Again, I will reshare one of the gems I saw on Twitter:
“Highs of 40C, lows of -3, strong winds direct from the artic and swarms of savage mosquitos. WTF do I wear?? #CanadaProbz”
I thought it was a peculiarly British thing to talk about the weather, but here it seems to be almost a competition to see which province suffers the worst. “aah, but Saskatchewan gets sunshine and dry heat, not like the humidity in Toronto, it’s suffocating in ‘Tranno'” and so on.
Despite the sudden dip in temperature, the city is really beautiful at the moment, with falling golden leaves and crispy sunshine. I think it’s the sun that does me so much good. In the UK, you can expect at least 9 months of GREY. Not necessarily rain, (though there is still more than enough of that!) but just not-hot, not-cold, not-sunny, overcast, unexciting GREY, for most of the year. I found it incredibly depressing. It made an unpleasant town look even more ugly, and I do believe it made people (myself included) far more grumpy than if we’d all been living in the Mediterranean or somewhere. Here in Saskatchewan, the temperature swings wildly between both extremes and the seasons change very fast indeed, but the sunshine is more or less constant. I am reliably informed that Saskatchewan gets more sun than any other province, (bad news if they want to boast to Ontarians about how tough the weather is here) Estevan (about 2 hours south east of here) is the sunniest place in Canada! It is not always hot sun, when we were here in november, it was steadily in minus-double-figures but STILL sunny and bright. This does my general wellbeing a lot of good. Sunshine makes me happy.

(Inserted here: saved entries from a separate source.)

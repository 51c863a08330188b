//! Gemini REST client.

use std::path::PathBuf;
use std::time::Duration;

use async_trait::async_trait;
use base64::{engine::general_purpose::STANDARD as BASE64, Engine as _};
use serde_json::{json, Value};
use tracing::{debug, instrument};

use super::retry::{retry_with_backoff, RetryPolicy};
use super::wav;
use super::{GenerationRequest, Generator, MediaSynthesizer, ModelTier, ProviderError, ResponseFormat};
use crate::context::SpeechClip;
use crate::settings::ModelSettings;

const DEFAULT_BASE_URL: &str = "https://generativelanguage.googleapis.com/v1beta";

/// Single-shot `generateContent` client. Wrap in
/// [`super::RetryingGenerator`] for backoff.
#[derive(Clone)]
pub struct GeminiClient {
    http: reqwest::Client,
    api_key: Option<String>,
    models: ModelSettings,
    base_url: String,
}

impl GeminiClient {
    pub fn new(api_key: Option<String>, models: ModelSettings) -> Result<Self, ProviderError> {
        let http = reqwest::Client::builder()
            .user_agent(concat!("reelswarm/", env!("CARGO_PKG_VERSION")))
            .timeout(Duration::from_secs(180))
            .build()?;

        Ok(Self {
            http,
            api_key: api_key.filter(|k| !k.trim().is_empty()),
            models,
            base_url: DEFAULT_BASE_URL.to_string(),
        })
    }

    /// Point the client at a different endpoint (proxies, local mocks).
    pub fn with_base_url(mut self, base_url: impl Into<String>) -> Self {
        self.base_url = base_url.into().trim_end_matches('/').to_string();
        self
    }

    pub fn has_api_key(&self) -> bool {
        self.api_key.is_some()
    }

    async fn generate_content(&self, model: &str, body: &Value) -> Result<Value, ProviderError> {
        let key = self.api_key.as_deref().ok_or(ProviderError::MissingApiKey)?;
        let url = format!("{}/models/{}:generateContent", self.base_url, model);

        let response = self
            .http
            .post(&url)
            .header("x-goog-api-key", key)
            .json(body)
            .send()
            .await?;

        let status = response.status();
        if status.as_u16() == 429 {
            let message = response.text().await.unwrap_or_default();
            return Err(ProviderError::RateLimited(message));
        }
        if !status.is_success() {
            let message = response.text().await.unwrap_or_default();
            return Err(ProviderError::Api {
                status: status.as_u16(),
                message,
            });
        }

        Ok(response.json::<Value>().await?)
    }
}

#[async_trait]
impl Generator for GeminiClient {
    #[instrument(skip(self, request), fields(agent = %request.agent))]
    async fn invoke(&self, request: &GenerationRequest) -> Result<String, ProviderError> {
        let model = match request.tier {
            ModelTier::Fast => &self.models.fast,
            ModelTier::Research => &self.models.research,
        };
        let body = text_request_body(request);
        let response = self.generate_content(model, &body).await?;
        let text = extract_text(&response).ok_or(ProviderError::EmptyResponse)?;
        debug!(chars = text.len(), "generation complete");
        Ok(text)
    }
}

/// Request body for a text or JSON generation.
pub fn text_request_body(request: &GenerationRequest) -> Value {
    let mut body = json!({
        "contents": [{ "role": "user", "parts": [{ "text": request.prompt }] }],
    });
    if request.format == ResponseFormat::Json && !request.grounded {
        body["generationConfig"] = json!({ "responseMimeType": "application/json" });
    }
    if request.grounded {
        body["tools"] = json!([{ "google_search": {} }]);
    }
    body
}

/// Concatenated text parts of the first candidate.
pub fn extract_text(response: &Value) -> Option<String> {
    let parts = response
        .pointer("/candidates/0/content/parts")?
        .as_array()?;
    let text: String = parts
        .iter()
        .filter_map(|p| p.get("text").and_then(Value::as_str))
        .collect();
    if text.trim().is_empty() {
        None
    } else {
        Some(text)
    }
}

/// Base64 payload of the first inline-data part.
pub fn extract_inline_data(response: &Value) -> Option<&str> {
    response
        .pointer("/candidates/0/content/parts")?
        .as_array()?
        .iter()
        .find_map(|p| {
            p.get("inlineData")
                .or_else(|| p.get("inline_data"))
                .and_then(|d| d.get("data"))
                .and_then(Value::as_str)
        })
}

/// Image and narration rendering on top of [`GeminiClient`].
///
/// Files land in `<output_dir>/images/{project_id}_{suffix}.png` and
/// `<output_dir>/audio/{project_id}_{index}.wav`; the returned names are
/// relative to those folders.
pub struct GeminiMedia {
    client: GeminiClient,
    voice_name: String,
    output_dir: PathBuf,
    retry: RetryPolicy,
}

impl GeminiMedia {
    pub fn new(
        client: GeminiClient,
        voice_name: impl Into<String>,
        output_dir: impl Into<PathBuf>,
        retry: RetryPolicy,
    ) -> Self {
        Self {
            client,
            voice_name: voice_name.into(),
            output_dir: output_dir.into(),
            retry,
        }
    }

    async fn inline_bytes(&self, model: &str, body: &Value, label: &str) -> Result<Vec<u8>, ProviderError> {
        retry_with_backoff(&self.retry, label, || async move {
            let response = self.client.generate_content(model, body).await?;
            let data = extract_inline_data(&response).ok_or(ProviderError::EmptyResponse)?;
            BASE64
                .decode(data)
                .map_err(|e| ProviderError::Decode(e.to_string()))
        })
        .await
    }

    async fn write(&self, folder: &str, filename: &str, bytes: &[u8]) -> Result<(), ProviderError> {
        let dir = self.output_dir.join(folder);
        tokio::fs::create_dir_all(&dir).await?;
        tokio::fs::write(dir.join(filename), bytes).await?;
        Ok(())
    }
}

#[async_trait]
impl MediaSynthesizer for GeminiMedia {
    #[instrument(skip(self, prompt))]
    async fn render_image(
        &self,
        prompt: &str,
        project_id: &str,
        suffix: &str,
    ) -> Result<String, ProviderError> {
        let body = json!({
            "contents": [{ "role": "user", "parts": [{ "text": prompt }] }],
            "generationConfig": { "responseModalities": ["IMAGE"] },
        });
        let bytes = self
            .inline_bytes(&self.client.models.image, &body, "image")
            .await?;

        let filename = format!("{project_id}_{suffix}.png");
        self.write("images", &filename, &bytes).await?;
        Ok(filename)
    }

    #[instrument(skip(self, text))]
    async fn synthesize_speech(
        &self,
        text: &str,
        project_id: &str,
        index: usize,
    ) -> Result<SpeechClip, ProviderError> {
        let body = json!({
            "contents": [{ "role": "user", "parts": [{ "text": text }] }],
            "generationConfig": {
                "responseModalities": ["AUDIO"],
                "speechConfig": {
                    "voiceConfig": { "prebuiltVoiceConfig": { "voiceName": self.voice_name } }
                }
            },
        });
        let pcm = self
            .inline_bytes(&self.client.models.audio, &body, "speech")
            .await?;

        let filename = format!("{project_id}_{index}.wav");
        self.write("audio", &filename, &wav::encode_pcm16(&pcm))
            .await?;
        Ok(SpeechClip {
            file: filename,
            duration_seconds: wav::pcm16_duration_seconds(pcm.len()),
        })
    }
}

#[cfg(test)]
mod tests {
    use super::*;

    #[test]
    fn json_requests_set_mime_type() {
        let body = text_request_body(&GenerationRequest::json("TrendHunter", "find trends"));
        assert_eq!(
            body["generationConfig"]["responseMimeType"],
            "application/json"
        );
        assert!(body.get("tools").is_none());
    }

    #[test]
    fn grounded_requests_use_search_tool() {
        let body = text_request_body(&GenerationRequest::text("DeepResearcher", "dig").grounded());
        assert!(body["tools"][0].get("google_search").is_some());
        assert!(body.get("generationConfig").is_none());
    }

    #[test]
    fn extract_text_joins_parts() {
        let response = json!({
            "candidates": [{ "content": { "parts": [{ "text": "Hello, " }, { "text": "world" }] } }]
        });
        assert_eq!(extract_text(&response).as_deref(), Some("Hello, world"));
        assert!(extract_text(&json!({"candidates": []})).is_none());
    }

    #[test]
    fn extract_inline_data_accepts_both_casings() {
        let camel = json!({
            "candidates": [{ "content": { "parts": [{ "inlineData": { "data": "QUJD" } }] } }]
        });
        let snake = json!({
            "candidates": [{ "content": { "parts": [{ "inline_data": { "data": "QUJD" } }] } }]
        });
        assert_eq!(extract_inline_data(&camel), Some("QUJD"));
        assert_eq!(extract_inline_data(&snake), Some("QUJD"));
    }

    #[tokio::test]
    async fn missing_key_fails_without_network() {
        let client = GeminiClient::new(None, ModelSettings::default()).unwrap();
        let err = client
            .invoke(&GenerationRequest::text("Editor", "hi"))
            .await
            .unwrap_err();
        assert!(matches!(err, ProviderError::MissingApiKey));
    }
}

One thing I am sad about though, is that There Is No More Corn. Miranda and I became a little addicted to eat sweetcorn on the cob for the past couple of months, and since it was grown relatively locally, the stuff was ABUNDANT. I watched the prices with interest – it was conspicuously seasonal. When the first large batches arrived in the supermarkets, it was 77 cents a cob. The lowest we saw it was at the beginning of September when it was down to 32cents. Two weeks ago, Carl bought 4 cobs for $3 at the Farmer’s Market, and now, there is NONE in our regular supermarket at all, and the eye-wateringly expensive local Safeway branch is selling it for nearly $5 for four small, pre-cut, vacuum-packed cobs imported from who-knows-where. Waaa!! Miranda is going to be devastated. If we let her, she would eat sweetcorn and sausages for every meal.
I think we need to get her hooked on Pumpkin now!